Field Recording – In the Wind

This track is a mixture of my field recordings, US coast guard, shortwave transmissions, the atomic clock broadcast and a guitar track. It (very briefly) explores the development of transatlantic communication and was made for the Shortwave Transmissions project by Cities and Memory.

The field recordings that open the piece were recorded at the site of Marconi’s first transatlantic telegraph signal – a windswept peat bog at Derrigimlagh in Connemara, Ireland. On the site of the former transmission station, a wind reed (or aeolian harp) has been installed. The constant wind plays across strings and openings in the structure, causing these haunting, yet musical sounds. This marks the beginning of the development of transatlantic radio communication when it was still incredibly difficult.

The site must have been something to behold 100 years ago when the first signals were sent – the huge condenser house, the power house with its 6 boilers burning thousands of tons of dried peat dug from the bog surrounding it, and the massive aerial system consisting of 8 wooden masts, each 210 feet high and 1500 feet long. The aerials gave off sparks which could be heard like lightning cracks for miles around, indicative of the huge power and voltages involved (150KW at 15,000 volts).

The sounds of Derrigimlagh develop into the recording of the US Coast Guard (US Coast Guard radio station NMC) transmitting navigation and marine safety messages over shortwave, from a period where the technology was at its peak and in general use. This recording, from The Shortwave Archive is strange and otherworldly and yet beautiful and completely mesmeric.
To further tell the story of the development of transatlantic communication, and to provide a musical element, I approached my friend Mike Gutterman in the US to record a guitar track (called ‘ShortWave’). Our conversation happened by mobile phone and the track was sent over the internet, from his garage (the ‘GutterManCave’) in Kentucky, to our front room in County Clare, in seconds.

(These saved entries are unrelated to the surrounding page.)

//! Shot-boundary detection over a per-frame epsilon series.

use crate::error::Result;
use serde::{Deserialize, Serialize};
use tracing::debug;
use vca_core::Error as CoreError;

/// Thresholds for shot-boundary detection.
#[derive(Debug, Clone, Serialize, Deserialize)]
pub struct ShotDetectionConfig {
    /// Epsilon at or above this marks a shot unless one was marked recently.
    pub min_epsilon_thresh: f64,
    /// Epsilon at or above this always marks a shot.
    pub max_epsilon_thresh: f64,
    /// Frame rate of the series; the proximity window is half a second of
    /// frames. 0 disables the proximity rule and both thresholds act alike.
    pub fps: f64,
}

impl Default for ShotDetectionConfig {
    fn default() -> Self {
        Self {
            min_epsilon_thresh: 10.0,
            max_epsilon_thresh: 50.0,
            fps: 0.0,
        }
    }
}

/// One frame of the epsilon series, labeled in place.
#[derive(Debug, Clone, Copy, Default, PartialEq, Serialize, Deserialize)]
pub struct ShotFrame {
    /// Inter-frame change metric produced by the analyzer.
    pub epsilon: f64,
    /// Set when this frame starts a new shot.
    pub is_new_shot: bool,
}

impl ShotFrame {
    /// Create an unlabeled frame from its epsilon value.
    pub fn new(epsilon: f64) -> Self {
        Self {
            epsilon,
            is_new_shot: false,
        }
    }
}

/// Label every frame of the epsilon series with its shot-boundary flag.
///
/// Frame 0 always starts a shot. A later frame starts a shot when its epsilon
/// reaches `max_epsilon_thresh`, or when it reaches `min_epsilon_thresh` and
/// no shot was marked within the previous half second of frames.
pub fn detect_shots(config: &ShotDetectionConfig, frames: &mut [ShotFrame]) -> Result<()> {
    if !config.fps.is_finite() || config.fps < 0.0 {
        return Err(CoreError::invalid_config(format!("invalid fps {}", config.fps)).into());
    }
    if !config.min_epsilon_thresh.is_finite()
        || !config.max_epsilon_thresh.is_finite()
        || config.min_epsilon_thresh > config.max_epsilon_thresh
    {
        return Err(CoreError::invalid_config(format!(
            "invalid epsilon thresholds [{}, {}]",
            config.min_epsilon_thresh, config.max_epsilon_thresh
        ))
        .into());
    }

    let Some(first) = frames.first_mut() else {
        return Ok(());
    };
    first.is_new_shot = true;

    let window = (config.fps / 2.0).ceil() as usize;
    let mut last_shot = 0usize;

    for i in 1..frames.len() {
        let epsilon = frames[i].epsilon;
        let recently_marked = window > 0 && i - last_shot <= window;
        let is_shot = epsilon >= config.max_epsilon_thresh
            || (epsilon >= config.min_epsilon_thresh && !recently_marked);

        frames[i].is_new_shot = is_shot;
        if is_shot {
            last_shot = i;
        }
    }

    let shots = frames.iter().filter(|f| f.is_new_shot).count();
    debug!(frames = frames.len(), shots, "shot detection complete");
    Ok(())
}

#[cfg(test)]
mod tests {
    use super::*;

    fn run(config: &ShotDetectionConfig, epsilons: &[f64]) -> Vec<bool> {
        let mut frames: Vec<ShotFrame> = epsilons.iter().map(|&e| ShotFrame::new(e)).collect();
        detect_shots(config, &mut frames).unwrap();
        frames.iter().map(|f| f.is_new_shot).collect()
    }

    #[test]
    fn test_empty_series() {
        let mut frames: Vec<ShotFrame> = Vec::new();
        assert!(detect_shots(&ShotDetectionConfig::default(), &mut frames).is_ok());
    }

    #[test]
    fn test_first_frame_is_always_a_shot() {
        let labels = run(&ShotDetectionConfig::default(), &[0.0, 1.0, 2.0]);
        assert_eq!(labels, vec![true, false, false]);
    }

    #[test]
    fn test_threshold_only_labeling() {
        let config = ShotDetectionConfig::default();
        let labels = run(&config, &[0.0, 5.0, 55.0, 3.0, 2.0, 40.0, 45.0, 1.0]);
        assert_eq!(
            labels,
            vec![true, false, true, false, false, true, true, false]
        );
    }

    #[test]
    fn test_proximity_window_suppresses_min_threshold() {
        let config = ShotDetectionConfig {
            fps: 4.0, // window of 2 frames
            ..Default::default()
        };
        // Frame 1 is within the window of frame 0's implicit shot, frame 3
        // within the window of nothing (last shot at 0, distance 3).
        let labels = run(&config, &[0.0, 20.0, 1.0, 20.0, 20.0, 1.0]);
        assert_eq!(labels, vec![true, false, false, true, false, false]);
    }

    #[test]
    fn test_max_threshold_overrides_proximity() {
        let config = ShotDetectionConfig {
            fps: 30.0,
            ..Default::default()
        };
        let labels = run(&config, &[0.0, 60.0, 70.0, 20.0]);
        assert_eq!(labels, vec![true, true, true, false]);
    }

    #[test]
    fn test_invalid_config_rejected() {
        let mut frames = [ShotFrame::new(0.0)];

        let bad_fps = ShotDetectionConfig {
            fps: -1.0,
            ..Default::default()
        };
        assert!(detect_shots(&bad_fps, &mut frames).is_err());

        let inverted = ShotDetectionConfig {
            min_epsilon_thresh: 60.0,
            max_epsilon_thresh: 50.0,
            fps: 0.0,
        };
        assert!(detect_shots(&inverted, &mut frames).is_err());
    }
}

The contrast between Marconi’s huge, inefficient and dangerous infrastructure and the ease with which we can communicate today could not be more stark. Shortwave played its part, but has come and gone in this development.

This was my first ever sound piece of any description, using some of my first field recordings. It certainly isn’t polished, but was a fun and interesting challenge. Massive thanks to Mike for allowing me to use the track.